This notebook was prepared by Donne Martin. Source and license info is on GitHub.

Solution Notebook

Problem: Compress a string such that 'AAABCCDDDD' becomes 'A3BC2D4'. Only compress the string if it saves space.

Constraints

  • Can we assume the string is ASCII?
    • Yes
    • Note: Unicode strings could require special handling depending on your language
  • Is this case sensitive?
    • Yes
  • Can we use additional data structures?
    • Yes
  • Can we assume this fits in memory?
    • Yes

Test Cases

  • None -> None
  • '' -> ''
  • 'AABBCC' -> 'AABBCC'
  • 'AAABCCDDDD' -> 'A3BC2D4'

Algorithm

  • For each char in string
    • If char is the same as last_char, increment count
    • Else
      • Append last_char and count to compressed_string
      • last_char = char
      • count = 1
  • Append last_char and count to compressed_string
  • If the compressed string size is < string size
    • Return compressed string
  • Else
    • Return string

Complexity:

  • Time: O(n)
  • Space: O(n)

Complexity Note:

  • Although strings are immutable in Python, appending to strings is optimized in CPython so that it now runs in O(n) and extends the string in-place.

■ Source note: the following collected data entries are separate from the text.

use std::io::Write;

use bfcpu_asm::Opcode;
use log::{debug, info, warn};

use crate::{
    device::{parse_hex_entry, Device, DeviceInput},
    trace::TraceWriter,
    CancelToken, ExecError, IoMode, Memory,
};

use super::Core;

/// Everything outside the CPU that an instruction can touch.
pub struct Peripherals<'a, C: Write, L: Write> {
    pub device: &'a mut dyn Device,
    pub trace: &'a mut TraceWriter<C, L>,
    pub cancel: &'a CancelToken,
}

pub enum ExecutionResult {
    Continue,
    Stop(StopReason),
}

/// Why a run ended without an error.
#[derive(Clone, Copy, Debug, PartialEq, Eq)]
pub enum StopReason {
    Cancelled,

    /// Input reached end-of-file while RESET was waiting for confirmation.
    InputClosed,
    StepLimit,
    Wrapped,
}

#[derive(Clone, Copy, Debug, PartialEq, Eq)]
pub struct RunSummary {
    pub reason: StopReason,

    /// Instructions executed during this run, across resets.
    pub steps: u64,
    pub max_pointer: usize,
}

impl Core {
    /// Runs until cancelled, until one of the optional halts in the config triggers, or until an
    /// undecodable opcode is fetched.
    pub fn execute_until_stopped<C: Write, L: Write>(
        &mut self,
        io: &mut Peripherals<'_, C, L>,
    ) -> Result<RunSummary, ExecError> {
        info!("simulation started: ROM {} cells, RAM {} bytes", self.rom.capacity(), self.ram.capacity());

        let mut steps = 0u64;
        let reason = loop {
            if self.config.step_limit.is_some_and(|limit| steps >= limit) {
                break StopReason::StepLimit;
            }

            let result = self.execute_one_instruction(io)?;
            steps += 1;

            if let ExecutionResult::Stop(reason) = result {
                break reason;
            }
            if io.cancel.is_cancelled() {
                break StopReason::Cancelled;
            }
        };
        io.trace.flush()?;

        info!("simulation stopped ({reason:?}) after {steps} steps");
        Ok(RunSummary { reason, steps, max_pointer: self.max_pointer })
    }

    pub fn execute_one_instruction<C: Write, L: Write>(
        &mut self,
        io: &mut Peripherals<'_, C, L>,
    ) -> Result<ExecutionResult, ExecError> {
        let pc = self.program_counter;
        let code = self.rom.read_cell(pc);
        io.trace.dual(format_args!("{:05} : ", self.step_count))?;

        let Some(opcode) = Opcode::from_nibble(code) else {
            return Err(ExecError::IllegalOpcode { pc, code });
        };

        let mut result = ExecutionResult::Continue;
        match opcode {
            Opcode::PInc => {
                self.pointer = self.ram.next_address(self.pointer);
                self.max_pointer = self.max_pointer.max(self.pointer);
                self.trace_cell(io.trace, opcode, pc)?;
                result = self.step_forward();
            }

            Opcode::PDec => {
                self.pointer = self.ram.prev_address(self.pointer);
                self.trace_cell(io.trace, opcode, pc)?;
                result = self.step_forward();
            }

            Opcode::Inc => {
                self.ram.write_cell(self.pointer, self.current_cell().wrapping_add(1));
                self.trace_cell(io.trace, opcode, pc)?;
                result = self.step_forward();
            }

            Opcode::Dec => {
                self.ram.write_cell(self.pointer, self.current_cell().wrapping_sub(1));
                self.trace_cell(io.trace, opcode, pc)?;
                result = self.step_forward();
            }

            Opcode::Out => {
                self.output(io.trace, pc)?;
                result = self.step_forward();
            }

            Opcode::In => {
                self.input(io, pc)?;
                result = self.step_forward();
            }

            Opcode::Begin => {
                self.trace_cell(io.trace, opcode, pc)?;
                if self.current_cell() == 0 {
                    self.skip_to_matching_end(io.cancel)?;
                } else {
                    result = self.step_forward();
                }
            }

            Opcode::End => {
                self.trace_cell(io.trace, opcode, pc)?;
                if self.current_cell() != 0 {
                    self.skip_back_to_matching_begin(io.cancel)?;
                } else {
                    result = self.step_forward();
                }
            }

            Opcode::Reset => {
                self.trace_cell(io.trace, opcode, pc)?;
                self.reset();

                io.trace.console(format_args!("Hit Enter to Reset\n"))?;
                io.trace.flush_console()?;
                if io.device.read_line(io.cancel) == DeviceInput::Closed {
                    result = ExecutionResult::Stop(StopReason::InputClosed);
                }
            }

            Opcode::Nop => {
                self.trace_cell(io.trace, opcode, pc)?;
                result = self.step_forward();
            }
        }

        self.step_count = if opcode == Opcode::Reset { 0 } else { self.step_count + 1 };
        Ok(result)
    }

    /// Moves to the next ROM cell, reporting a halt if that wraps and the config asks for it.
    fn step_forward(&mut self) -> ExecutionResult {
        let next = self.rom.next_address(self.program_counter);
        let wrapped = next <= self.program_counter;
        self.program_counter = next;

        if wrapped && self.config.halt_on_wrap {
            debug!("PC wrapped to zero");
            ExecutionResult::Stop(StopReason::Wrapped)
        } else {
            ExecutionResult::Continue
        }
    }

    /// Leaves PC just past the END matching the BEGIN at PC.
    fn skip_to_matching_end(&mut self, cancel: &CancelToken) -> Result<(), ExecError> {
        let origin = self.program_counter;
        let capacity = self.rom.capacity();
        let mut pc = self.rom.next_address(origin);
        let mut depth = 0usize;

        for _ in 0..capacity {
            let code = Opcode::from_nibble(self.rom.read_cell(pc));
            pc = self.rom.next_address(pc);

            match code {
                Some(Opcode::End) if depth == 0 => {
                    self.program_counter = pc;
                    return Ok(());
                }
                Some(Opcode::End) => depth -= 1,
                Some(Opcode::Begin) => depth += 1,
                _ => {}
            }

            if cancel.is_cancelled() {
                self.program_counter = pc;
                return Ok(());
            }
        }

        Err(ExecError::UnbalancedBracket { pc: origin, opcode: Opcode::Begin, capacity })
    }

    /// Leaves PC just past the BEGIN matching the END at PC.
    fn skip_back_to_matching_begin(&mut self, cancel: &CancelToken) -> Result<(), ExecError> {
        let origin = self.program_counter;
        let capacity = self.rom.capacity();
        let mut pc = self.rom.prev_address(origin);
        let mut depth = 0usize;

        for _ in 0..capacity {
            match Opcode::from_nibble(self.rom.read_cell(pc)) {
                Some(Opcode::Begin) if depth == 0 => {
                    self.program_counter = self.rom.next_address(pc);
                    return Ok(());
                }
                Some(Opcode::Begin) => depth -= 1,
                Some(Opcode::End) => depth += 1,
                _ => {}
            }
            pc = self.rom.prev_address(pc);

            if cancel.is_cancelled() {
                self.program_counter = pc;
                return Ok(());
            }
        }

        Err(ExecError::UnbalancedBracket { pc: origin, opcode: Opcode::End, capacity })
    }

    fn output<C: Write, L: Write>(&mut self, trace: &mut TraceWriter<C, L>, pc: usize) -> Result<(), ExecError> {
        let value = self.current_cell();
        let line = format!(
            "{}--> PTR=0x{ptr:02x} RAM[0x{ptr:02x}]=0x{value:02x} OUTPUT=0x{value:02x}({value:3})({})\n",
            self.fetch_text(Opcode::Out, pc),
            printable(value),
            ptr = self.pointer,
        );

        match self.config.io_mode {
            IoMode::Binary => {
                trace.console(format_args!("{line}"))?;
                trace.log(format_args!("{line}"))?;
            }
            IoMode::Ascii => {
                trace.dual(format_args!("{line}"))?;
                trace.console_bytes(&[value])?;
                if trace.console_enabled() {
                    trace.console(format_args!("\n"))?;
                }
            }
        }
        trace.flush_console()?;
        Ok(())
    }

    fn input<C: Write, L: Write>(&mut self, io: &mut Peripherals<'_, C, L>, pc: usize) -> Result<(), ExecError> {
        let value = match self.config.io_mode {
            IoMode::Binary => {
                io.trace.console(format_args!("{}Input 8bit Hex Number? ", self.fetch_text(Opcode::In, pc)))?;
                loop {
                    io.trace.flush_console()?;
                    match io.device.read_line(io.cancel) {
                        DeviceInput::Ready(entry) => match parse_hex_entry(&entry) {
                            Some(value) => break value,
                            None => io.trace.console(format_args!(
                                "Illegal hex number {:?}. Input 8bit Hex Number? ",
                                entry.trim(),
                            ))?,
                        },
                        DeviceInput::Cancelled => break 0,
                        DeviceInput::Closed => {
                            warn!("input closed while waiting for a hex number, storing 0");
                            break 0;
                        }
                    }
                }
            }
            IoMode::Ascii => {
                let verbose = io.trace.console_enabled();
                if verbose {
                    io.trace.console(format_args!("Input an ASCII Character? "))?;
                    io.trace.flush_console()?;
                }
                let value = match io.device.read_byte(io.cancel) {
                    DeviceInput::Ready(byte) => byte,
                    DeviceInput::Cancelled => 0,
                    DeviceInput::Closed => {
                        debug!("input closed, storing 0");
                        0
                    }
                };
                if verbose {
                    io.trace.console(format_args!("\n"))?;
                }
                value
            }
        };

        self.ram.write_cell(self.pointer, value);
        io.trace.dual(format_args!(
            "{}--> PTR=0x{ptr:02x} RAM[0x{ptr:02x}]=0x{value:02x} INPUT=0x{value:02x}({value:3})({})\n",
            self.fetch_text(Opcode::In, pc),
            printable(value),
            ptr = self.pointer,
        ))?;
        Ok(())
    }

    fn fetch_text(&self, opcode: Opcode, pc: usize) -> String {
        format!("PC=0x{pc:02x} ROM[0x{pc:02x}]=0x{:x} ({}) ", opcode.nibble(), opcode.mnemonic())
    }

    /// The trace line shared by every instruction without I/O: what was fetched, then the
    /// current cell after execution.
    fn trace_cell<C: Write, L: Write>(
        &self,
        trace: &mut TraceWriter<C, L>,
        opcode: Opcode,
        pc: usize,
    ) -> Result<(), ExecError> {
        let value = self.current_cell();
        trace.dual(format_args!(
            "{}--> PTR=0x{ptr:02x} RAM[0x{ptr:02x}]=0x{value:02x}({value:3})\n",
            self.fetch_text(opcode, pc),
            ptr = self.pointer,
        ))?;
        Ok(())
    }
}

fn printable(byte: u8) -> char {
    if byte.is_ascii_graphic() || byte == b' ' { byte as char } else { '.' }
}
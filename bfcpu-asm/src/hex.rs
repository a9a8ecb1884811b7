//! Intel-hex records, as used for bfCPU object files.
//!
//! ROM cells are nibble-wide, so the object format packs two cells into every encoded byte:
//! the odd cell goes into the high nibble, the even cell into the low nibble. The external
//! SRAM loader reads the very same files but keeps every encoded byte as one byte-wide cell,
//! so the decoder is parameterised over [`Packing`].

use std::fmt;

use log::debug;

use crate::{error::HexError, isa::Opcode};

/// Number of encoded bytes in every data record the encoder produces.
pub const RECORD_DATA_LEN: usize = 16;

/// Number of nibble cells covered by one data record.
pub const RECORD_CELLS: usize = RECORD_DATA_LEN * 2;

const TYPE_DATA: u8 = 0x00;
const TYPE_END_OF_FILE: u8 = 0x01;

#[derive(Clone, Copy, Debug, PartialEq, Eq)]
pub enum Packing {
    /// Two 4-bit cells per encoded byte (simulator and assembler).
    Nibble,

    /// One 8-bit cell per encoded byte (SRAM loader).
    Byte,
}

impl Packing {
    /// Content of a cell that no record wrote to. Always decodes as NOP.
    pub fn blank_cell(self) -> u8 {
        let nop = Opcode::Nop.nibble();
        match self {
            Packing::Nibble => nop,
            Packing::Byte => (nop << 4) | nop,
        }
    }
}

/// A single Intel-hex record.
#[derive(Clone, Debug, PartialEq, Eq)]
pub enum HexRecord {
    Data { address: u16, data: Vec<u8> },
    EndOfFile,
}

impl HexRecord {
    pub fn checksum(&self) -> u8 {
        match self {
            HexRecord::Data { address, data } => {
                let [hi, lo] = address.to_be_bytes();
                let sum = data.iter().fold(
                    (data.len() as u8).wrapping_add(hi).wrapping_add(lo),
                    |acc, byte| acc.wrapping_add(*byte),
                );
                0u8.wrapping_sub(sum)
            }
            HexRecord::EndOfFile => 0xFF,
        }
    }
}

impl fmt::Display for HexRecord {
    fn fmt(&self, f: &mut fmt::Formatter<'_>) -> fmt::Result {
        match self {
            HexRecord::Data { address, data } => {
                write!(f, ":{:02X}{:04X}{:02X}", data.len(), address, TYPE_DATA)?;
                for byte in data {
                    write!(f, "{byte:02X}")?;
                }
                write!(f, "{:02X}", self.checksum())
            }
            HexRecord::EndOfFile => write!(f, ":00000001FF"),
        }
    }
}

/// Packs a nibble ROM image into data records followed by the end-of-file record.
///
/// Records cover 32 cells each and stop once a record would start past `highest`. The last
/// record is cut short at the end of `cells`, so decoding into the same capacity never
/// overflows; an odd trailing cell is paired with a NOP. With `highest == None` only the
/// end-of-file record is produced.
pub fn encode_nibbles(cells: &[u8], highest: Option<usize>) -> Result<Vec<HexRecord>, HexError> {
    let cell = |index: usize| cells.get(index).copied().unwrap_or(Packing::Nibble.blank_cell()) & 0x0F;
    let byte_len = cells.len().div_ceil(2);

    let mut records = vec![];
    if let Some(highest) = highest {
        let mut start = 0;
        while start <= highest && start < cells.len() {
            let byte_start = start / 2;
            let address = u16::try_from(byte_start)
                .map_err(|_| HexError::AddressOutOfRange { address: byte_start })?;
            let data = (byte_start..byte_len.min(byte_start + RECORD_DATA_LEN))
                .map(|byte| (cell(byte * 2 + 1) << 4) | cell(byte * 2))
                .collect();
            records.push(HexRecord::Data { address, data });
            start += RECORD_CELLS;
        }
    }
    records.push(HexRecord::EndOfFile);
    Ok(records)
}

/// Result of decoding an object file into a cell array.
#[derive(Clone, Debug, PartialEq, Eq)]
pub struct HexImage {
    pub cells: Vec<u8>,

    /// Highest cell index any data record wrote, if there was any data at all.
    pub highest_address: Option<usize>,
}

/// Decodes Intel-hex text into `capacity` cells laid out according to `packing`.
///
/// Decoding ends at the first end-of-file record, or at the end of the text. Blank lines
/// between records are skipped, and both LF and CRLF line endings are accepted.
pub fn decode(text: &str, packing: Packing, capacity: usize) -> Result<HexImage, HexError> {
    let mut cells = vec![packing.blank_cell(); capacity];
    let mut highest_address = None;
    let mut seen_record = false;

    for (index, raw) in text.split('\n').enumerate() {
        let line = index + 1;
        let record = raw.trim_end_matches('\r');
        if record.is_empty() {
            continue;
        }
        seen_record = true;

        let mut fields = RecordFields::new(record, line)?;
        let byte_count = fields.byte()?;
        let address = u16::from_be_bytes([fields.byte()?, fields.byte()?]);
        match fields.byte()? {
            TYPE_END_OF_FILE => {
                debug!("end of file record on line {line}");
                break;
            }
            TYPE_DATA => {}
            _ => return Err(HexError::Format { line, reason: "unsupported record type" }),
        }

        let [hi, lo] = address.to_be_bytes();
        let mut sum = byte_count.wrapping_add(hi).wrapping_add(lo);
        for offset in 0..byte_count as usize {
            let data = fields.byte()?;
            let byte_address = address as usize + offset;

            let highest = match packing {
                Packing::Nibble => {
                    let (even, odd) = (byte_address * 2, byte_address * 2 + 1);
                    // An image with an odd number of cells pads its last byte with a NOP
                    let padded = odd == capacity && data >> 4 == packing.blank_cell();
                    if even >= capacity || (odd >= capacity && !padded) {
                        return Err(HexError::Overflow { line, address: byte_address, capacity });
                    }
                    cells[even] = data & 0x0F;
                    if padded {
                        even
                    } else {
                        cells[odd] = data >> 4;
                        odd
                    }
                }
                Packing::Byte => {
                    if byte_address >= capacity {
                        return Err(HexError::Overflow { line, address: byte_address, capacity });
                    }
                    cells[byte_address] = data;
                    byte_address
                }
            };
            highest_address = highest_address.max(Some(highest));
            sum = sum.wrapping_add(data);
        }

        let recorded = fields.byte()?;
        let computed = 0u8.wrapping_sub(sum);
        if computed != recorded {
            return Err(HexError::ChecksumMismatch { line, computed, recorded });
        }
        fields.finish()?;
    }

    if !seen_record {
        return Err(HexError::Format { line: 1, reason: "no records" });
    }

    Ok(HexImage { cells, highest_address })
}

/// Cursor over the hex digits of one record, after its start code.
struct RecordFields<'a> {
    digits: &'a [u8],
    line: usize,
}

impl<'a> RecordFields<'a> {
    fn new(record: &'a str, line: usize) -> Result<Self, HexError> {
        match record.strip_prefix(':') {
            Some(rest) => Ok(Self { digits: rest.as_bytes(), line }),
            None => Err(HexError::Format { line, reason: "missing start code" }),
        }
    }

    fn byte(&mut self) -> Result<u8, HexError> {
        let line = self.line;
        let digits = self.digits;
        let (pair, rest) = digits
            .split_first_chunk::<2>()
            .ok_or(HexError::Format { line, reason: "truncated record" })?;

        let nibble = |digit: u8| {
            (digit as char)
                .to_digit(16)
                .map(|value| value as u8)
                .ok_or(HexError::Format { line, reason: "non-hex digit" })
        };
        let byte = (nibble(pair[0])? << 4) | nibble(pair[1])?;

        self.digits = rest;
        Ok(byte)
    }

    fn finish(self) -> Result<(), HexError> {
        if self.digits.is_empty() {
            Ok(())
        } else {
            Err(HexError::Format { line: self.line, reason: "trailing characters after checksum" })
        }
    }
}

Refer to this Stack Overflow post.

Code

In [1]:
class CompressString(object):

    def compress(self, string):
        if string is None or not string:
            return string
        result = ''
        prev_char = string[0]
        count = 0
        for char in string:
            if char == prev_char:
                count += 1
            else:
                result += self._calc_partial_result(prev_char, count)
                prev_char = char
                count = 1
        result += self._calc_partial_result(prev_char, count)
        return result if len(result) < len(string) else string

    def _calc_partial_result(self, prev_char, count):
        return prev_char + (str(count) if count > 1 else '')

Unit Test

In [2]:
%%writefile test_compress.py
import unittest


class TestCompress(unittest.TestCase):

    def test_compress(self, func):
        self.assertEqual(func(None), None)
        self.assertEqual(func(''), '')
        self.assertEqual(func('AABBCC'), 'AABBCC')
        self.assertEqual(func('AAABCCDDDDE'), 'A3BC2D4E')
        self.assertEqual(func('BAAACCDDDD'), 'BA3C2D4')
        self.assertEqual(func('AAABAACCDDDD'), 'A3BA2C2D4')
        print('Success: test_compress')


def main():
    test = TestCompress()
    compress_string = CompressString()
    test.test_compress(compress_string.compress)


if __name__ == '__main__':
    main()
Overwriting test_compress.py
In [3]:
%run -i test_compress.py
Success: test_compress